El proceso de recuperación de Koné ha sido un punto de debate, con tensiones previas entre el anterior entrenador, José Mourinho, y el cuerpo médico en relación con la gestión de su estado físico. El actual equipo, bajo el mando de De Rossi, ha optado por un enfoque más cauteloso, reteniendo al jugador durante días adicionales la semana pasada para evitar cualquier riesgo de recaída. Su disponibilidad se considera ahora crucial para los últimos cuatro partidos de liga de la Roma, todos ellos de gran importancia en la lucha por la clasificación europea.
El regreso del jugador de 22 años llega en un momento oportuno, ya que la Roma se prepara para enfrentarse a la Fiorentina el lunes, un partido para el que el centrocampista Edoardo Bove está sancionado. Koné podría entrar en la convocatoria, compartiendo posiblemente minutos con el talento local Niccolò Pisilli. Su energía en el centro del campo se ha echado de menos durante un período en el que la Roma ha tenido dificultades para mantener la consistencia, y su presencia física será valiosa en los partidos decisivos que se avecinan.
Otras buenas noticias para el conjunto giallorosso incluyen el esperado regreso del lateral derecho Zeki Çelik, que fue sustituido por precaución contra el Bolonia. La lista de lesionados ahora se compone principalmente del capitán Lorenzo Pellegrini y del delantero Artem Dovbyk, ambos con el objetivo de regresar para el derbi contra la Lazio en la penúltima jornada de la temporada. La mejora de la salud de la plantilla llega en un momento crucial, con la Roma aún en la lucha por un puesto en la Champions League y necesitando una fuerte conclusión para alcanzar sus objetivos.
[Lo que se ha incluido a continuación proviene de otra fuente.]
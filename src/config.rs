//! Configuration for a triage run.

use std::time::Duration;

/// Tunables for one batch of checks.
#[derive(Debug, Clone)]
pub struct CheckConfig {
    /// Maximum page retry attempts for transient failures
    ///
    /// When navigation fails due to timeout, network error, or a 5xx
    /// response, the URL is retried up to this many times with exponential
    /// backoff. Attempts = retries + 1.
    ///
    /// Default: 3
    pub(crate) max_retries: u32,

    /// Timeout in seconds for `page.goto()` operations
    ///
    /// Prevents hangs on slow DNS, unresponsive servers, or streaming
    /// content. Exceeding it counts as a navigation failure.
    ///
    /// Default: 30 seconds
    pub(crate) navigation_timeout_secs: u64,

    /// Timeout in seconds for the post-load quiescence wait
    ///
    /// Best-effort wait for `document.readyState`; elapsed without
    /// completion is not an error.
    ///
    /// Default: 8 seconds
    pub(crate) quiescence_timeout_secs: u64,

    /// Number of URLs checked concurrently
    ///
    /// Default: 4, recommended range 3-5. Each in-flight check owns its own
    /// tab; they all share one browser session.
    pub(crate) concurrency: usize,

    /// Run the browser headless. Kept as a knob for local debugging.
    pub(crate) headless: bool,
}

impl Default for CheckConfig {
    fn default() -> Self {
        Self {
            max_retries: 3,
            navigation_timeout_secs: 30,
            quiescence_timeout_secs: 8,
            concurrency: 4,
            headless: true,
        }
    }
}

impl CheckConfig {
    #[must_use]
    pub fn with_max_retries(mut self, retries: u32) -> Self {
        self.max_retries = retries;
        self
    }

    #[must_use]
    pub fn with_navigation_timeout_secs(mut self, secs: u64) -> Self {
        self.navigation_timeout_secs = secs;
        self
    }

    #[must_use]
    pub fn with_concurrency(mut self, concurrency: usize) -> Self {
        self.concurrency = concurrency.max(1);
        self
    }

    #[must_use]
    pub fn with_headless(mut self, headless: bool) -> Self {
        self.headless = headless;
        self
    }

    #[must_use]
    pub fn max_retries(&self) -> u32 {
        self.max_retries
    }

    #[must_use]
    pub fn navigation_timeout(&self) -> Duration {
        Duration::from_secs(self.navigation_timeout_secs)
    }

    #[must_use]
    pub fn quiescence_timeout(&self) -> Duration {
        Duration::from_secs(self.quiescence_timeout_secs)
    }

    #[must_use]
    pub fn concurrency(&self) -> usize {
        self.concurrency
    }

    /// Backoff delay before retry attempt `n+1`, doubling per attempt
    /// (1s, 2s, 4s for n = 0, 1, 2).
    #[must_use]
    pub fn backoff_for_attempt(&self, attempt: u32) -> Duration {
        Duration::from_secs(2u64.pow(attempt))
    }
}

/// Oracle connection settings, resolved from the environment once at startup.
#[derive(Debug, Clone, Default)]
pub struct OracleSettings {
    pub(crate) api_key: Option<String>,
    pub(crate) endpoint: String,
    pub(crate) model: String,
    pub(crate) timeout_secs: u64,
}

impl OracleSettings {
    /// Read `LINKTRIAGE_ORACLE_*` variables. Without an API key the oracle
    /// stays disabled and classification proceeds without it.
    #[must_use]
    pub fn from_env() -> Self {
        Self {
            api_key: std::env::var("LINKTRIAGE_ORACLE_API_KEY")
                .ok()
                .filter(|k| !k.is_empty()),
            endpoint: std::env::var("LINKTRIAGE_ORACLE_URL")
                .unwrap_or_else(|_| "https://api.openai.com/v1/chat/completions".to_string()),
            model: std::env::var("LINKTRIAGE_ORACLE_MODEL")
                .unwrap_or_else(|_| "gpt-4o-mini".to_string()),
            timeout_secs: 15,
        }
    }

    #[must_use]
    pub fn is_configured(&self) -> bool {
        self.api_key.is_some()
    }

    #[must_use]
    pub fn timeout(&self) -> Duration {
        Duration::from_secs(self.timeout_secs)
    }
}

#[cfg(test)]
mod tests {
    use super::*;

    #[test]
    fn defaults_match_policy() {
        let config = CheckConfig::default();
        assert_eq!(config.max_retries(), 3);
        assert_eq!(config.navigation_timeout(), Duration::from_secs(30));
        assert_eq!(config.concurrency(), 4);
        assert!(config.headless);
    }

    #[test]
    fn backoff_doubles_per_attempt() {
        let config = CheckConfig::default();
        assert_eq!(config.backoff_for_attempt(0), Duration::from_secs(1));
        assert_eq!(config.backoff_for_attempt(1), Duration::from_secs(2));
        assert_eq!(config.backoff_for_attempt(2), Duration::from_secs(4));
    }

    #[test]
    fn concurrency_floor_is_one() {
        let config = CheckConfig::default().with_concurrency(0);
        assert_eq!(config.concurrency(), 1);
    }

    #[test]
    fn unconfigured_oracle_is_disabled() {
        let settings = OracleSettings::default();
        assert!(!settings.is_configured());
    }
}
Koné, que se unió a la Roma el pasado verano, ha mostrado destellos de su potencial cuando ha estado en forma, ofreciendo dinamismo y capacidad de recuperación de balones en el centro del campo. Su prolongada ausencia ha sido un revés en su primera temporada en Italia, pero un buen final de campaña podría consolidar su papel en los planes de De Rossi para el futuro. Por ahora, su principal objetivo será recuperar el ritmo de competición y ayudar a su equipo a superar la intensa fase final de la liga.